REQUIRED ACTION =>
In the data below, find each line that contains the word "tags" and copy it.

■ ■ ■ ■

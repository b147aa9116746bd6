//! HTTP route handlers.

pub mod head;
pub mod health;
pub mod text_files;

use axum::Router;
use axum::middleware::from_fn_with_state;
use tower_http::trace::TraceLayer;

use crate::middleware::minify_html;
use crate::state::AppState;

/// Build the full application router.
pub fn build_router(state: AppState) -> Router {
    Router::new()
        .merge(health::router())
        .merge(text_files::router())
        .merge(head::router())
        .layer(from_fn_with_state(state.clone(), minify_html))
        .layer(TraceLayer::new_for_http())
        .with_state(state)
}
//! Error types.

use axum::http::StatusCode;
use axum::response::{IntoResponse, Response};
use thiserror::Error;

/// Errors raised while resolving or rendering SEO tags.
#[derive(Debug, Error)]
pub enum SeoError {
    /// A resolved value was neither a string nor null.
    #[error("invalid type of {value_type} to resolve SEO value for {key} from {source_name} on {model}")]
    TypeMismatch {
        key: String,
        source_name: String,
        value_type: &'static str,
        model: String,
    },

    /// The configured data column is not stored as JSON on the model.
    #[error(
        "the seoable data column \"{column}\" is not defined as jsonable on the model \"{model}\""
    )]
    NotJsonable { column: String, model: String },

    #[error("failed to render SEO tags")]
    Render(#[from] tera::Error),
}

/// Result type alias using SeoError.
pub type SeoResult<T> = Result<T, SeoError>;

/// HTTP-facing application errors.
#[derive(Debug, Error)]
pub enum AppError {
    #[error("internal server error")]
    Internal(#[from] anyhow::Error),

    #[error("not found")]
    NotFound,

    #[error("seo error")]
    Seo(#[from] SeoError),
}

impl IntoResponse for AppError {
    fn into_response(self) -> Response {
        let status = match &self {
            AppError::Seo(SeoError::TypeMismatch { .. } | SeoError::NotJsonable { .. }) => {
                StatusCode::UNPROCESSABLE_ENTITY
            }
            AppError::Internal(_) | AppError::Seo(_) => StatusCode::INTERNAL_SERVER_ERROR,
            AppError::NotFound => StatusCode::NOT_FOUND,
        };

        // Record errors describe the request; anything else stays in the log
        let body = match &self {
            AppError::Internal(e) => {
                tracing::error!(error = %e, "internal server error");
                "internal server error".to_string()
            }
            AppError::Seo(e @ (SeoError::TypeMismatch { .. } | SeoError::NotJsonable { .. })) => {
                e.to_string()
            }
            AppError::Seo(e) => {
                tracing::error!(error = %e, "seo error");
                "internal server error".to_string()
            }
            AppError::NotFound => self.to_string(),
        };

        (status, body).into_response()
    }
}

/// Result type alias using AppError.
pub type AppResult<T> = Result<T, AppError>;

■ ■ ■ ■

COMPLETED EXERCISE =>
/// Errors raised while resolving or rendering SEO tags.
    #[error("failed to render SEO tags")]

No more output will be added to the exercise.